Dual-phase 3D CT angiography during a single breath-hold using 16-MDCT: assessment of vascular anatomy before laparoscopic gastrectomy.

OBJECTIVE

In this study, we evaluated the efficacy of dual-phase 3D CT angiography (CTA) during a single breath-hold using 16-MDCT in the assessment of vascular anatomy before laparoscopic gastrectomy.

MATERIALS AND METHODS

The study involved 20 consecutive patients (10 men, 10 women; mean age, 59 years) scheduled for laparoscopic gastrectomy for the treatment of early gastric cancer. A dual-phase contrast-enhanced CT scan using 16-MDCT was obtained before laparoscopic gastrectomy. After rapid infusion of a nonionic contrast agent, arterial and venous phase scans were obtained serially with an interval of 15 sec during a single breath-hold of 31 sec. Three-dimensional CTA images in the arterial phase (3D CT arteriography) and venous phase (3D CT venography) were individually reconstructed using the volume-rendering technique, and then the images were fused together. We evaluated the detectability of the celiac trunk, left gastric artery (LGA), right gastric artery (RGA), left gastric coronary vein (LCV), Henle's gastrocolic trunk, right gastroepiploic vein (RGEV), and accessory right colic vein on 3D CTA to compare with surgical findings.

RESULTS

In all 20 patients, 3D CT arteriography and venography clearly showed the celiac trunk, LGA, RGA, Henle's gastrocolic trunk, RGEV, and accessory right colic vein, which were correctly identified during surgery. The branching pattern of the celiac trunk was classified as Michels type I in 19 patients and Michels type II in one patient. Imaging showed the RGA originating from the proper hepatic artery (PHA) in nine patients; from the gastroduodenal artery (GDA) in seven patients; and from the left hepatic artery (LHA) in four patients. In 12 patients, the LCV joined the portal vein (PV) and in eight, the splenic vein (SV). In all patients, the accessory right colic vein joined the RGEV, and Henle's gastrocolic trunk proximal to the joining point flowed to the superior mesenteric vein (SMV). In all 20 patients, the fused image simultaneously showed arteries and veins around the stomach, with no mismatch between the arterial and venous phase images. In 10 patients, the LCV joined the PV after running along the dorsal side of the PHA, common hepatic artery (CHA), or splenic artery (SA).
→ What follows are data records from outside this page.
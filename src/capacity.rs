//! Cell capacity arithmetic and formatting.
//!
//! Capacities are kept as arbitrary-precision integers of shannons from the
//! moment they are parsed until the final `log10` in the radius encoder.

use std::fmt;
use std::iter::Sum;
use std::str::FromStr;
use std::sync::LazyLock;

use num_bigint::BigUint;
use num_traits::{ToPrimitive, Zero};
use regex::Regex;

use crate::error::{IllustrationError, Result};

// ─── Constants ───────────────────────────────────────────────────────────────

/// Shannons per CKB.
pub const ONE_CKB: u64 = 100_000_000;

/// Digits in the fractional part of a formatted capacity.
pub const FRACTION_DIGITS: usize = 8;

pub const UNIT: &str = "CKB";

static LITERAL: LazyLock<Regex> = LazyLock::new(|| {
    Regex::new(r"^(?:0[xX](?P<hex>[0-9a-fA-F]+)|(?P<dec>[0-9]+))$")
        .expect("capacity literal pattern")
});

static LABEL: LazyLock<Regex> = LazyLock::new(|| {
    Regex::new(r"^(?P<whole>[0-9]+)(?:\.(?P<frac>[0-9]{8}))? CKB$").expect("capacity label pattern")
});

// ─── Capacity ────────────────────────────────────────────────────────────────

/// An amount of shannons.
#[derive(Debug, Clone, PartialEq, Eq, PartialOrd, Ord, Hash, Default)]
pub struct Capacity(BigUint);

impl Capacity {
    /// Parse a decimal or `0x`-prefixed hex string.
    pub fn parse(value: &str) -> Result<Self> {
        let invalid = || IllustrationError::InvalidCapacity {
            value: value.to_string(),
        };
        let caps = LITERAL.captures(value).ok_or_else(invalid)?;
        let (digits, radix) = match (caps.name("hex"), caps.name("dec")) {
            (Some(hex), _) => (hex.as_str(), 16),
            (None, Some(dec)) => (dec.as_str(), 10),
            (None, None) => return Err(invalid()),
        };
        BigUint::parse_bytes(digits.as_bytes(), radix)
            .map(Self)
            .ok_or_else(invalid)
    }

    pub fn shannons(&self) -> &BigUint {
        &self.0
    }

    pub fn is_zero(&self) -> bool {
        self.0.is_zero()
    }

    /// Whole CKB, rounded down.
    pub fn whole_units(&self) -> BigUint {
        &self.0 / ONE_CKB
    }

    /// Split into whole CKB and the remaining shannons.
    pub fn split(&self) -> (BigUint, u64) {
        let fraction = (&self.0 % ONE_CKB).to_u64().unwrap_or_default();
        (self.whole_units(), fraction)
    }
}

impl FromStr for Capacity {
    type Err = IllustrationError;

    fn from_str(s: &str) -> Result<Self> {
        Self::parse(s)
    }
}

impl fmt::Display for Capacity {
    fn fmt(&self, f: &mut fmt::Formatter<'_>) -> fmt::Result {
        write!(f, "{}", self.0)
    }
}

impl From<u64> for Capacity {
    fn from(shannons: u64) -> Self {
        Self(BigUint::from(shannons))
    }
}

impl<'a> Sum<&'a Capacity> for Capacity {
    fn sum<I: Iterator<Item = &'a Capacity>>(iter: I) -> Self {
        Self(iter.fold(BigUint::zero(), |acc, c| acc + &c.0))
    }
}

impl Sum for Capacity {
    fn sum<I: Iterator<Item = Capacity>>(iter: I) -> Self {
        Self(iter.fold(BigUint::zero(), |acc, c| acc + c.0))
    }
}

// ─── Labels ──────────────────────────────────────────────────────────────────

/// Format as `"<whole> CKB"` or `"<whole>.<8 digits> CKB"`.
pub fn format_capacity(capacity: &Capacity) -> String {
    let (whole, fraction) = capacity.split();
    if fraction == 0 {
        format!("{whole} {UNIT}")
    } else {
        format!("{whole}.{fraction:0width$} {UNIT}", width = FRACTION_DIGITS)
    }
}

/// Inverse of [`format_capacity`].
pub fn parse_capacity_label(label: &str) -> Result<Capacity> {
    let invalid = || IllustrationError::InvalidLabel(label.to_string());
    let caps = LABEL.captures(label).ok_or_else(invalid)?;
    let whole = caps
        .name("whole")
        .and_then(|m| BigUint::parse_bytes(m.as_str().as_bytes(), 10))
        .ok_or_else(invalid)?;
    let fraction = match caps.name("frac") {
        Some(m) => m.as_str().parse::<u64>().map_err(|_| invalid())?,
        None => 0,
    };
    Ok(Capacity(whole * ONE_CKB + fraction))
}

#[cfg(test)]
#[path = "../tests/rust/test_capacity.rs"]
mod tests;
In eight patients, the LCV joined the SV after running along the ventral side of the PHA, CHA, or SA. In two patients, the LCV joined the PV after running along the ventral side of the CHA, which correlated with the surgical findings. Both the sensitivity and positive predictive values of 3D CTA revealed 100% correct identification of the celiac trunk, LGA, RGA, LCV, Henle's gastrocolic trunk, RGEV, and accessory right colic vein.

CONCLUSION

Dual-phase 3D CTA using 16-MDCT clearly revealed individual arteries and veins around the stomach before laparoscopic gastrectomy. The fused image of 3D CT arteriography and venography during a single breath-hold enabled the simultaneous assessment of arteries and veins before laparoscopic gastrectomy.